Quisiera saber partiendo de qué criterio algunos pueden comprar el sacrosanto cinturón verde y otros no pueden contaminarlo. No digo que me fascine la idea del instituto forense cerca de mi casa, sino que, además de lentes, siempre nos ha faltado un sentido de igualdad que nos permite actuar como si las leyes, las normas, las reglas, los deberes, los compromisos, las obligaciones, solamente fueran asunto de los demás, de los otros.

¿Recuerdan que les conté de mi vecino y su bachata a todo volumen? Para que sepan que todo el malo es pendejo, tuve en mi casa la visita de un amigo alemán durante tres semanas. Mi amigo es un hombre altísimo, corpulento y de carácter. Ni una sola vez se oyó la bachata mientras duró la visita. Ni tampoco las veces que el alemán ha venido de fin de semana después que se mudó al pueblo de sus sueños. ¡La simple presencia de un hombre en mi casa silencia las estrepitosas bocinas!

Ahora, creo que no les había contado de mi vecina del otro lado. La señora considera -así me lo ha voceado en el medio de la calle- que es «mejor» que yo porque su casa es propia y la mía alquilada, y porque ella es «hermana de padre y madre» de un ex senador reformista, mientras yo apenas soy amiga de la esposa de un senador y de la ex esposa de otro. De ambas amistades se ha enterado husmeando y hasta metiéndose en las conversaciones por la pared del patio cuando recibo mis visitas bajo una preciosa carpa que instalé con la vana ilusión de tener privacidad, ya que no conté con la «astucia» de mi vecina.

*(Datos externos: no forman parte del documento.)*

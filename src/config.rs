//! Configuration normalization for search and pagination.
//!
//! User configuration is loose: an option may be absent, a plain boolean, or
//! an object with any subset of fields. The functions here turn those raw
//! shapes into canonical [`SearchSettings`] and [`PaginationSettings`]
//! records. Parsing is permissive: malformed values fall back to defaults
//! instead of being rejected.
//!
//! # Rules
//!
//! - Absent → disabled, every other field at its default
//! - `Toggle(b)` → `enabled = b`, every other field at its default
//! - `Custom(..)` → enabled unless `enabled` is explicitly `false`
//!
//! # Examples
//!
//! ```rust
//! use datalist_widgets::config::{
//!     normalize_pagination, normalize_search, PaginationConfig, PaginationOption, SearchKeys,
//!     SearchOption,
//! };
//!
//! let search = normalize_search(Some(&SearchOption::Custom(Default::default())));
//! assert!(search.enabled);
//! assert_eq!(search.debounce_ms, 300);
//!
//! let keys = SearchKeys::parse_list(" name, category ,,name");
//! assert_eq!(keys.into_vec(), vec!["name", "category"]);
//!
//! let pages = normalize_pagination(Some(&PaginationOption::Custom(PaginationConfig {
//!     enabled: None,
//!     items_per_page: Some(0),
//! })));
//! assert!(pages.enabled);
//! assert_eq!(pages.items_per_page, 1); // clamped
//! ```

use crate::error::ConfigError;
use crate::loader::DataSource;
use serde::Deserialize;
use serde_json::Value;
use std::time::Duration;

/// Default number of records per page.
pub const DEFAULT_ITEMS_PER_PAGE: usize = 10;

/// Default trailing debounce window for live search input, in milliseconds.
pub const DEFAULT_DEBOUNCE_MS: u64 = 300;

/// One or more field names to search.
#[derive(Debug, Clone, PartialEq, Eq)]
pub enum SearchKeys {
    /// A single field name.
    One(String),
    /// An ordered list of field names.
    Many(Vec<String>),
}

impl SearchKeys {
    /// Parses the declarative comma-separated form, e.g. `"name, category"`.
    ///
    /// Entries are trimmed; empty entries are dropped.
    pub fn parse_list(list: &str) -> Self {
        SearchKeys::Many(list.split(',').map(|s| s.trim().to_string()).collect())
    }

    /// Returns the keys as an ordered, de-duplicated list without empties.
    pub fn into_vec(self) -> Vec<String> {
        let raw = match self {
            SearchKeys::One(key) => vec![key],
            SearchKeys::Many(keys) => keys,
        };
        let mut keys: Vec<String> = Vec::with_capacity(raw.len());
        for key in raw {
            let key = key.trim();
            if !key.is_empty() && !keys.iter().any(|k| k == key) {
                keys.push(key.to_string());
            }
        }
        keys
    }

    fn from_json(value: &Value) -> Option<Self> {
        match value {
            Value::String(s) => Some(SearchKeys::One(s.clone())),
            Value::Array(items) => Some(SearchKeys::Many(
                items
                    .iter()
                    .filter_map(|v| v.as_str().map(str::to_string))
                    .collect(),
            )),
            _ => None,
        }
    }
}

impl From<&str> for SearchKeys {
    fn from(key: &str) -> Self {
        SearchKeys::One(key.to_string())
    }
}

impl From<Vec<&str>> for SearchKeys {
    fn from(keys: Vec<&str>) -> Self {
        SearchKeys::Many(keys.into_iter().map(str::to_string).collect())
    }
}

/// Object form of the search option. Every field is optional.
#[derive(Debug, Clone, Default, PartialEq, Eq)]
pub struct SearchConfig {
    /// Explicit enable flag; `None` means enabled.
    pub enabled: Option<bool>,
    /// Fields to match against.
    pub keys: Option<SearchKeys>,
    /// Debounce window for live input. Negative values clamp to 0.
    pub debounce_ms: Option<i64>,
}

/// Raw search option as supplied by the caller.
#[derive(Debug, Clone, PartialEq, Eq, Deserialize)]
#[serde(from = "Value")]
pub enum SearchOption {
    /// `true`/`false`.
    Toggle(bool),
    /// Object form.
    Custom(SearchConfig),
}

impl From<Value> for SearchOption {
    fn from(value: Value) -> Self {
        match value {
            Value::Bool(b) => SearchOption::Toggle(b),
            Value::Object(map) => SearchOption::Custom(SearchConfig {
                enabled: explicit_flag(map.get("enabled")),
                keys: map
                    .get("searchKeys")
                    .or_else(|| map.get("searchKey"))
                    .and_then(SearchKeys::from_json),
                debounce_ms: map.get("debounceMs").and_then(lenient_int),
            }),
            // Malformed: same as absent.
            _ => SearchOption::Toggle(false),
        }
    }
}

/// Object form of the pagination option. Every field is optional.
#[derive(Debug, Clone, Default, PartialEq, Eq)]
pub struct PaginationConfig {
    /// Explicit enable flag; `None` means enabled.
    pub enabled: Option<bool>,
    /// Page size. Values below 1 clamp to 1.
    pub items_per_page: Option<i64>,
}

/// Raw pagination option as supplied by the caller.
#[derive(Debug, Clone, PartialEq, Eq, Deserialize)]
#[serde(from = "Value")]
pub enum PaginationOption {
    /// `true`/`false`.
    Toggle(bool),
    /// Object form.
    Custom(PaginationConfig),
}

impl From<Value> for PaginationOption {
    fn from(value: Value) -> Self {
        match value {
            Value::Bool(b) => PaginationOption::Toggle(b),
            Value::Object(map) => PaginationOption::Custom(PaginationConfig {
                enabled: explicit_flag(map.get("enabled")),
                items_per_page: map.get("itemsPerPage").and_then(lenient_int),
            }),
            _ => PaginationOption::Toggle(false),
        }
    }
}

/// Canonical search settings.
#[derive(Debug, Clone, PartialEq, Eq)]
pub struct SearchSettings {
    /// Whether live search input is wired.
    pub enabled: bool,
    /// Ordered, de-duplicated field names.
    pub search_keys: Vec<String>,
    /// Trailing debounce window for live input.
    pub debounce_ms: u64,
}

impl SearchSettings {
    /// The debounce window as a [`Duration`].
    pub fn debounce(&self) -> Duration {
        Duration::from_millis(self.debounce_ms)
    }
}

impl Default for SearchSettings {
    fn default() -> Self {
        Self {
            enabled: false,
            search_keys: Vec::new(),
            debounce_ms: DEFAULT_DEBOUNCE_MS,
        }
    }
}

/// Canonical pagination settings.
#[derive(Debug, Clone, Copy, PartialEq, Eq)]
pub struct PaginationSettings {
    /// Whether the view is paginated.
    pub enabled: bool,
    /// Records per page, always at least 1.
    pub items_per_page: usize,
}

impl Default for PaginationSettings {
    fn default() -> Self {
        Self {
            enabled: false,
            items_per_page: DEFAULT_ITEMS_PER_PAGE,
        }
    }
}

/// Normalizes a raw search option.
pub fn normalize_search(option: Option<&SearchOption>) -> SearchSettings {
    match option {
        None => SearchSettings::default(),
        Some(SearchOption::Toggle(enabled)) => SearchSettings {
            enabled: *enabled,
            ..SearchSettings::default()
        },
        Some(SearchOption::Custom(config)) => SearchSettings {
            enabled: config.enabled != Some(false),
            search_keys: config
                .keys
                .clone()
                .map(SearchKeys::into_vec)
                .unwrap_or_default(),
            debounce_ms: config
                .debounce_ms
                .map(|ms| ms.max(0) as u64)
                .unwrap_or(DEFAULT_DEBOUNCE_MS),
        },
    }
}

/// Normalizes a raw pagination option.
pub fn normalize_pagination(option: Option<&PaginationOption>) -> PaginationSettings {
    match option {
        None => PaginationSettings::default(),
        Some(PaginationOption::Toggle(enabled)) => PaginationSettings {
            enabled: *enabled,
            ..PaginationSettings::default()
        },
        Some(PaginationOption::Custom(config)) => PaginationSettings {
            enabled: config.enabled != Some(false),
            items_per_page: config
                .items_per_page
                .map(clamp_page_size)
                .unwrap_or(DEFAULT_ITEMS_PER_PAGE),
        },
    }
}

/// Clamps a raw page size to the valid range.
pub(crate) fn clamp_page_size(raw: i64) -> usize {
    usize::try_from(raw.max(1)).unwrap_or(usize::MAX)
}

/// A JSON list configuration, e.g. loaded from a file or a script tag.
///
/// ```rust
/// use datalist_widgets::config::ListConfig;
/// use datalist_widgets::loader::DataSource;
///
/// let config = ListConfig::from_json_str(
///     r#"{ "data": "/api/items.json", "search": { "searchKeys": ["name"] }, "pagination": true }"#,
/// ).unwrap();
/// assert_eq!(config.data, DataSource::Remote("/api/items.json".to_string()));
/// assert!(config.pagination.is_some());
/// ```
#[derive(Debug, Clone, PartialEq, Deserialize)]
#[serde(rename_all = "camelCase")]
pub struct ListConfig {
    /// Where the records come from.
    pub data: DataSource,
    /// Raw search option.
    #[serde(default)]
    pub search: Option<SearchOption>,
    /// Raw pagination option.
    #[serde(default)]
    pub pagination: Option<PaginationOption>,
}

impl ListConfig {
    /// Parses a JSON configuration document.
    pub fn from_json_str(json: &str) -> Result<Self, ConfigError> {
        Ok(serde_json::from_str(json)?)
    }
}

fn explicit_flag(value: Option<&Value>) -> Option<bool> {
    match value {
        Some(Value::Bool(b)) => Some(*b),
        _ => None,
    }
}

fn lenient_int(value: &Value) -> Option<i64> {
    match value {
        Value::Number(n) => n
            .as_i64()
            .or_else(|| n.as_f64().map(|f| f.trunc() as i64)),
        Value::String(s) => s.trim().parse().ok(),
        _ => None,
    }
}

El caso es que a la señora, que se construyó una «tiendecita de fantasía» dentro del obligatorio metro de colindancia, no se le aprieta el pecho para vender cohetes a los menores del barrio. Ganarse unos pesitos es más importante que cumplir con la ley y le permite dormir sin el susto de que uno de sus pequeños clientes se queme, quede marcado para siempre o se muera. Sin embargo, le preocupa mucho que los niños no puedan entrar a la tienda ? construida, repito, en terreno prohibido ? por temor a mis perros.

O sea, actúa como quien tiene la exclusividad del derecho a poner en peligro a esos niños, ¿verdad? De hecho, mis perros casi enloquecen cuando esos muchachos explotan los cohetes en la puerta de mi casa y también los tiran adentro, para espantarlos. No quieran saber lo malcriados que son cuando los mando a molestar a sus casas, y ni les cuento de los padres reclamando el derecho de sus hijos a ponerse a sí mismos en peligro, a molestar a los vecinos y a desesperar a los perros ajenos. Ya he oído a más de un menor susurrándole a otro: «Ten cuidado, que ahí vive una mujer mala».

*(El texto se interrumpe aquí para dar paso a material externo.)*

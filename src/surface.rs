//! View surfaces: where a list renders.
//!
//! The engine only ever clears a [`Region`] or appends a markup fragment to
//! it. [`MemorySurface`] records fragments per region, which is what tests
//! and non-HTML hosts use. [`ElementSurface`] renders into an owned
//! [`Element`] tree, turning each appended fragment into exactly one
//! element.

use crate::markup::{self, Element, Node};

/// Attribute marking the element that receives rendered items.
pub const ITEMS_ATTR: &str = "data-list-items";
/// Attribute marking the element that receives loading and error blocks.
pub const STATUS_ATTR: &str = "data-list-status";

/// A part of the surface the engine writes to.
#[derive(Debug, Clone, Copy, PartialEq, Eq, Hash)]
pub enum Region {
    /// Rendered records and the empty-state block.
    Items,
    /// Page controls.
    Pagination,
    /// Loading and error blocks.
    Status,
}

impl Region {
    /// All regions, in render order.
    pub const ALL: [Region; 3] = [Region::Status, Region::Items, Region::Pagination];
}

/// Capability to display rendered output.
pub trait Surface {
    /// Removes everything previously appended to `region`.
    fn clear(&mut self, region: Region);

    /// Appends a markup fragment to `region`.
    fn append(&mut self, region: Region, fragment: &str);

    /// Clears every region.
    fn clear_all(&mut self) {
        for region in Region::ALL {
            self.clear(region);
        }
    }
}

/// A surface that keeps fragments in memory.
///
/// ```rust
/// use datalist_widgets::surface::{MemorySurface, Region, Surface};
///
/// let mut surface = MemorySurface::new();
/// surface.append(Region::Items, "<li>a</li>");
/// surface.append(Region::Items, "<li>b</li>");
/// assert_eq!(surface.html(Region::Items), "<li>a</li><li>b</li>");
///
/// surface.clear(Region::Items);
/// assert!(surface.is_blank());
/// ```
#[derive(Debug, Clone, Default, PartialEq, Eq)]
pub struct MemorySurface {
    items: Vec<String>,
    pagination: Vec<String>,
    status: Vec<String>,
}

impl MemorySurface {
    /// Creates an empty surface.
    pub fn new() -> Self {
        Self::default()
    }

    /// Fragments currently in `region`, in append order.
    pub fn fragments(&self, region: Region) -> &[String] {
        match region {
            Region::Items => &self.items,
            Region::Pagination => &self.pagination,
            Region::Status => &self.status,
        }
    }

    /// Concatenated markup of `region`.
    pub fn html(&self, region: Region) -> String {
        self.fragments(region).concat()
    }

    /// Returns true when no region holds anything.
    pub fn is_blank(&self) -> bool {
        Region::ALL.iter().all(|r| self.fragments(*r).is_empty())
    }

    fn region_mut(&mut self, region: Region) -> &mut Vec<String> {
        match region {
            Region::Items => &mut self.items,
            Region::Pagination => &mut self.pagination,
            Region::Status => &mut self.status,
        }
    }
}

impl Surface for MemorySurface {
    fn clear(&mut self, region: Region) {
        self.region_mut(region).clear();
    }

    fn append(&mut self, region: Region, fragment: &str) {
        self.region_mut(region).push(fragment.to_string());
    }
}

/// A surface backed by an owned markup tree.
///
/// The container element is searched for a status element
/// (`data-list-status`), an items element (`data-list-items`) and a
/// pagination element (matched by id). Missing ones are added to the
/// container as `div`s, with status and items placed before the pagination
/// element.
#[derive(Debug, Clone, PartialEq, Eq)]
pub struct ElementSurface {
    root: Element,
    pagination_id: String,
}

impl ElementSurface {
    /// Wraps `root`, creating any missing region elements.
    pub fn new(mut root: Element, pagination_id: &str) -> Self {
        let mut missing = Vec::new();
        if root.find_first(|e| e.has_attr(STATUS_ATTR)).is_none() {
            missing.push(Node::Element(Element::new("div").with_attr(STATUS_ATTR, "")));
        }
        if root.find_first(|e| e.has_attr(ITEMS_ATTR)).is_none() {
            missing.push(Node::Element(Element::new("div").with_attr(ITEMS_ATTR, "")));
        }
        // Created regions go ahead of a pagination mount that is a direct child.
        let mut at = root
            .children()
            .iter()
            .position(|n| n.as_element().and_then(|e| e.attr("id")) == Some(pagination_id))
            .unwrap_or(root.children().len());
        for node in missing {
            root.insert(at, node);
            at += 1;
        }
        if root
            .find_first(|e| e.attr("id") == Some(pagination_id))
            .is_none()
        {
            root.push(Node::Element(
                Element::new("div").with_attr("id", pagination_id),
            ));
        }
        Self {
            root,
            pagination_id: pagination_id.to_string(),
        }
    }

    /// The container element.
    pub fn root(&self) -> &Element {
        &self.root
    }

    /// Consumes the surface, returning the container element.
    pub fn into_root(self) -> Element {
        self.root
    }

    /// Id of the pagination element.
    pub fn pagination_id(&self) -> &str {
        &self.pagination_id
    }

    /// The element backing `region`.
    pub fn region(&self, region: Region) -> Option<&Element> {
        match region {
            Region::Items => self.root.find_first(|e| e.has_attr(ITEMS_ATTR)),
            Region::Status => self.root.find_first(|e| e.has_attr(STATUS_ATTR)),
            Region::Pagination => {
                let id = self.pagination_id.as_str();
                self.root.find_first(|e| e.attr("id") == Some(id))
            }
        }
    }

    /// Serialized container.
    pub fn to_html(&self) -> String {
        self.root.to_html()
    }

    fn region_mut(&mut self, region: Region) -> Option<&mut Element> {
        match region {
            Region::Items => self.root.find_first_mut(|e| e.has_attr(ITEMS_ATTR)),
            Region::Status => self.root.find_first_mut(|e| e.has_attr(STATUS_ATTR)),
            Region::Pagination => {
                let id = self.pagination_id.clone();
                self.root
                    .find_first_mut(move |e| e.attr("id") == Some(id.as_str()))
            }
        }
    }
}

/// Turns a fragment into a single element: its only element when it has
/// exactly one and no stray text, otherwise a `div` wrapping everything.
fn materialize(fragment: &str) -> Option<Element> {
    let nodes = match markup::parse_fragment(fragment) {
        Ok(nodes) => nodes,
        Err(e) => {
            log::warn!("could not parse rendered fragment: {}", e);
            return None;
        }
    };
    if nodes.is_empty() {
        return None;
    }
    if let [Node::Element(only)] = nodes.as_slice() {
        return Some(only.clone());
    }
    let mut wrapper = Element::new("div");
    for node in nodes {
        wrapper.push(node);
    }
    Some(wrapper)
}

impl Surface for ElementSurface {
    fn clear(&mut self, region: Region) {
        if let Some(target) = self.region_mut(region) {
            target.clear();
        }
    }

    fn append(&mut self, region: Region, fragment: &str) {
        let Some(element) = materialize(fragment) else {
            return;
        };
        match self.region_mut(region) {
            Some(target) => target.push(Node::Element(element)),
            None => log::warn!("surface has no {:?} region", region),
        }
    }
}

Si los buenos son sus irresponsables padres que les dan dinero para algo prohibido, peligroso y perturbador como la compra y explosión de cohetes, si la buena es la vecina que se los vende (incluso se levanta de su cama y abre la tienda cuando los muchachos le vocean fuera de su horario), estoy encantada de ser la mala de la película. ¡Qué pena que no me tengan miedo suficiente como para dejar de molestar frente a mi casa!

A esos niños, se les ha inculcado que la calle es libre y les da derecho a hacer lo que quieran, pero si yo saliera a esa misma calle a ejercer esa misma libertad en el mismo sentido que ellos la entienden, y les caigo a patadas, entonces soy una agresora de menores. ¿Se dan cuenta? A todos, a los padres, a mi vecina y a ellos mismos, se les quedaron los lentes y no han encontrado quien les lea la cartilla.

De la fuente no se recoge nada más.